Some ways I am ahead this year...got the decorating all done, the tree up, the outside decorations up and lit. The presents all done and wrapped. Still have cookies, cards, and cleaning to do. Am playing all my Christmas CD's to keep me going. Still have to find something to wear on Christmas, and to all the places we are going... Was going to make a new outfit, but just did not get to it. So I think next year, I will just make that outfit in June!
Somehow once September gets here, the time just flies, and I seem to get so far behind that I just don't get a thing done.

Sunday, December 7, 2014

Not all that ready for winter.

Where did the time go? Here it is almost Christmas already. Seems like the seasons were just so short this year. Don't think we had more than a few day of fall before it just got cold. I don't remember it being this cold this early last year.
I still have so many fall things to finish, by the time I get to the end of my list it will be spring!

Saturday, November 29, 2014

This seemed to good not to share, no idea where I found it...


LETTER FROM A MOTHER TO A CHILD:

"My dear child, the day you see I’m getting old, I ask you to please be patient, but most of all, try to understand what I’m going through.

If when we talk, I repeat the same thing a thousand times, don’t interrupt to say: “You said the same thing a minute ago”... Just listen, please. Try to remember the times when you were little and I would read the same story night after night until you would fall asleep.

When I don’t want to take a bath, don’t be mad and don’t embarrass me.
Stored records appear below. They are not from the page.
// Copyright (C) 2026 Fred Clausen
// Use of this source code is governed by an MIT-style
// license that can be found in the LICENSE file or at
// https://opensource.org/licenses/MIT.

//! Latest-period category snapshot for the comparative bar chart.

use crate::period::Period;
use crate::types::{MunicipalRecord, TrafficInfraction};
use serde::{Deserialize, Serialize};

/// The category breakdown of one selected city at the snapshot period.
#[derive(Debug, Clone, PartialEq, Eq, Serialize, Deserialize)]
pub struct CitySnapshot {
    /// The municipality name.
    pub city: String,
    /// The period this snapshot covers.
    pub period: Period,
    /// Infractions against cars.
    pub cars: u32,
    /// Infractions against motorcycles.
    pub motorcycles: u32,
    /// Infractions against trucks.
    pub trucks: u32,
    /// Infractions against other categories.
    pub others: u32,
    /// The derived total.
    pub total: u32,
}

impl CitySnapshot {
    /// All-zero placeholder for a city with no record at the period.
    #[must_use]
    const fn zeroed(city: String, period: Period) -> Self {
        Self {
            city,
            period,
            cars: 0,
            motorcycles: 0,
            trucks: 0,
            others: 0,
            total: 0,
        }
    }
}

/// The most recent reporting period present across the whole collection.
///
/// The maximum is taken over the *unfiltered* input regardless of any city
/// selection; ties on the period key resolve to the later element, which is
/// indistinguishable since equal keys denote the same period.
#[must_use]
pub fn latest_period<R: MunicipalRecord>(records: &[R]) -> Option<Period> {
    records
        .iter()
        .map(MunicipalRecord::period)
        .max_by_key(Period::sort_key)
}

/// Builds the category snapshot for the selected cities.
///
/// When `period` is `None` the globally latest period of `records` is used;
/// an explicit period bypasses the latest computation entirely. Each
/// selected city emits either its record's counts for that exact period or
/// an all-zero placeholder.
///
/// An empty input collection produces an empty snapshot, explicit period or
/// not.
#[must_use]
pub fn snapshot_for_period(
    records: &[TrafficInfraction],
    selected_cities: &[String],
    period: Option<Period>,
) -> Vec<CitySnapshot> {
    if records.is_empty() {
        return Vec::new();
    }
    let Some(target) = period.or_else(|| latest_period(records)) else {
        return Vec::new();
    };

    selected_cities
        .iter()
        .map(|city| {
            records
                .iter()
                .find(|record| record.city == *city && record.period() == target)
                .map_or_else(
                    || CitySnapshot::zeroed(city.clone(), target),
                    |record| CitySnapshot {
                        city: city.clone(),
                        period: target,
                        cars: record.cars,
                        motorcycles: record.motorcycles,
                        trucks: record.trucks,
                        others: record.others,
                        total: record.total,
                    },
                )
        })
        .collect()
}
Remember when I had to run after you making excuses and trying to get you to take a shower when you were just a child?

When you see how ignorant I am when it comes to new technology, give me the time to learn and don’t look at me that way... remember, honey, I patiently taught you how to do many things like eating appropriately, getting dressed, combing your hair and dealing with life’s issues every day... the day you see I’m getting old, I ask you to please be patient, but most of all, try to understand what I’m going through.

If I occasionally lose track of what we’re talking about, give me the time to remember, and if I can’t, don’t be nervous, impatient or arrogant. Just know in your heart that the most important thing for me is to be with you.

And when my old, tired legs don’t let me move as quickly as before, give me your hand the same way that I offered mine to you when you first walked.

When those days come, don’t feel sad... just be with me, and understand me while I get to the end of my life with love.

I’ll cherish and thank you for the gift of time and joy we shared. With a big smile and the huge love I’ve always had for you, I just want to say, I love you...

- Unknown

Thursday, August 7, 2014

Mid Summer

Every year for the past few years, I have said I should just take the summer off from working mostly indoors, and spend more time outside. Well this year I am doing just that. Not because I finally found the time, but because circumstances are such that I could not do this summer what I did the past summers. I lost about 8 weeks of the summer, and now I may as well just enjoy the great outdoors and forget all the stuff on my list of things to do.. Just burned the list, and will not be making a new one till maybe mid September...
  This may just become a habit, I would have liked to have spent a good deal of the summer in the screen house reading.. but the house is being painted this year, and so the screen house did not go up. Now it is a bit to late to get it up, and there is still painting to be done, so it would just be in the way.
  Funny all that stuff that I thought I just HAD to get done, does not really matter that I did not get to it. Sometimes we just have to take a few steps back and take a look and see if that stuff we thought was so important  REALLY is.